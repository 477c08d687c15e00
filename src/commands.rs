//! Command registry.
//!
//! The host exposes a command palette; this registry is the plugin-side
//! bookkeeping for it. One fixed command opens the picker, and each template
//! flagged in its settings gets a dynamic command that instantiates it
//! directly. Registrations are held through revocable handles and
//! added/removed with ordinary collection operations instead of reaching
//! into the host's command table by derived string ids.

use uuid::Uuid;

use crate::settings::VaultSettings;

/// Identifier of the fixed open-picker command.
pub const OPEN_PICKER_COMMAND_ID: &str = "open-template-picker";

/// Revocable handle to one registration.
#[derive(Debug, Clone, Copy, PartialEq, Eq, Hash)]
pub struct RegistrationHandle(Uuid);

/// What a command does when invoked.
#[derive(Debug, Clone, PartialEq, Eq)]
pub enum CommandAction {
    OpenPicker,
    InstantiateTemplate { template_path: String },
}

#[derive(Debug, Clone)]
pub struct CommandRegistration {
    pub handle: RegistrationHandle,
    pub id: String,
    pub name: String,
    pub action: CommandAction,
}

/// Summary of one registry sync against the settings store.
#[derive(Debug, Default, PartialEq, Eq)]
pub struct SyncOutcome {
    pub registered: Vec<String>,
    pub unregistered: Vec<String>,
}

#[derive(Debug, Default)]
pub struct CommandRegistry {
    commands: Vec<CommandRegistration>,
}

impl CommandRegistry {
    /// Empty registry with the fixed open-picker command preregistered.
    pub fn new() -> Self {
        let mut registry = Self::default();
        registry.register(
            OPEN_PICKER_COMMAND_ID,
            "Create note from template",
            CommandAction::OpenPicker,
        );
        registry
    }

    pub fn register(
        &mut self,
        id: impl Into<String>,
        name: impl Into<String>,
        action: CommandAction,
    ) -> RegistrationHandle {
        let handle = RegistrationHandle(Uuid::new_v4());
        self.commands.push(CommandRegistration {
            handle,
            id: id.into(),
            name: name.into(),
            action,
        });
        handle
    }

    /// Removes the registration behind `handle`. Returns `false` when the
    /// handle was already revoked.
    pub fn revoke(&mut self, handle: RegistrationHandle) -> bool {
        let before = self.commands.len();
        self.commands.retain(|command| command.handle != handle);
        self.commands.len() != before
    }

    pub fn commands(&self) -> &[CommandRegistration] {
        &self.commands
    }

    pub fn find(&self, id: &str) -> Option<&CommandRegistration> {
        self.commands.iter().find(|command| command.id == id)
    }

    /// Handle of the dynamic command bound to `template_path`, if any.
    pub fn handle_for_template(&self, template_path: &str) -> Option<RegistrationHandle> {
        self.commands
            .iter()
            .find(|command| {
                matches!(
                    &command.action,
                    CommandAction::InstantiateTemplate { template_path: path }
                        if path == template_path
                )
            })
            .map(|command| command.handle)
    }

    /// Brings the dynamic per-template commands in line with the settings
    /// store: flagged templates gain a command, unflagged ones lose theirs.
    pub fn sync_templates(&mut self, settings: &VaultSettings) -> SyncOutcome {
        let mut outcome = SyncOutcome::default();

        let stale: Vec<(RegistrationHandle, String)> = self
            .commands
            .iter()
            .filter_map(|command| match &command.action {
                CommandAction::InstantiateTemplate { template_path }
                    if !is_flagged(settings, template_path) =>
                {
                    Some((command.handle, template_path.clone()))
                }
                _ => None,
            })
            .collect();
        for (handle, path) in stale {
            self.revoke(handle);
            outcome.unregistered.push(path);
        }

        for (path, config) in &settings.templates {
            if config.is_command_registered == Some(true)
                && self.handle_for_template(path).is_none()
            {
                self.register(
                    format!("create-{path}"),
                    format!("Create {}", config.name),
                    CommandAction::InstantiateTemplate {
                        template_path: path.clone(),
                    },
                );
                outcome.registered.push(path.clone());
            }
        }

        outcome
    }
}

fn is_flagged(settings: &VaultSettings, template_path: &str) -> bool {
    settings
        .templates
        .get(template_path)
        .and_then(|config| config.is_command_registered)
        .unwrap_or(false)
}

★ ★ ★ ★

### Exercise brief
Your answer should consist of each line of the data above in which the word "Some" occurs.

### Your solution
                    Some((command.handle, template_path.clone()))
            if config.is_command_registered == Some(true)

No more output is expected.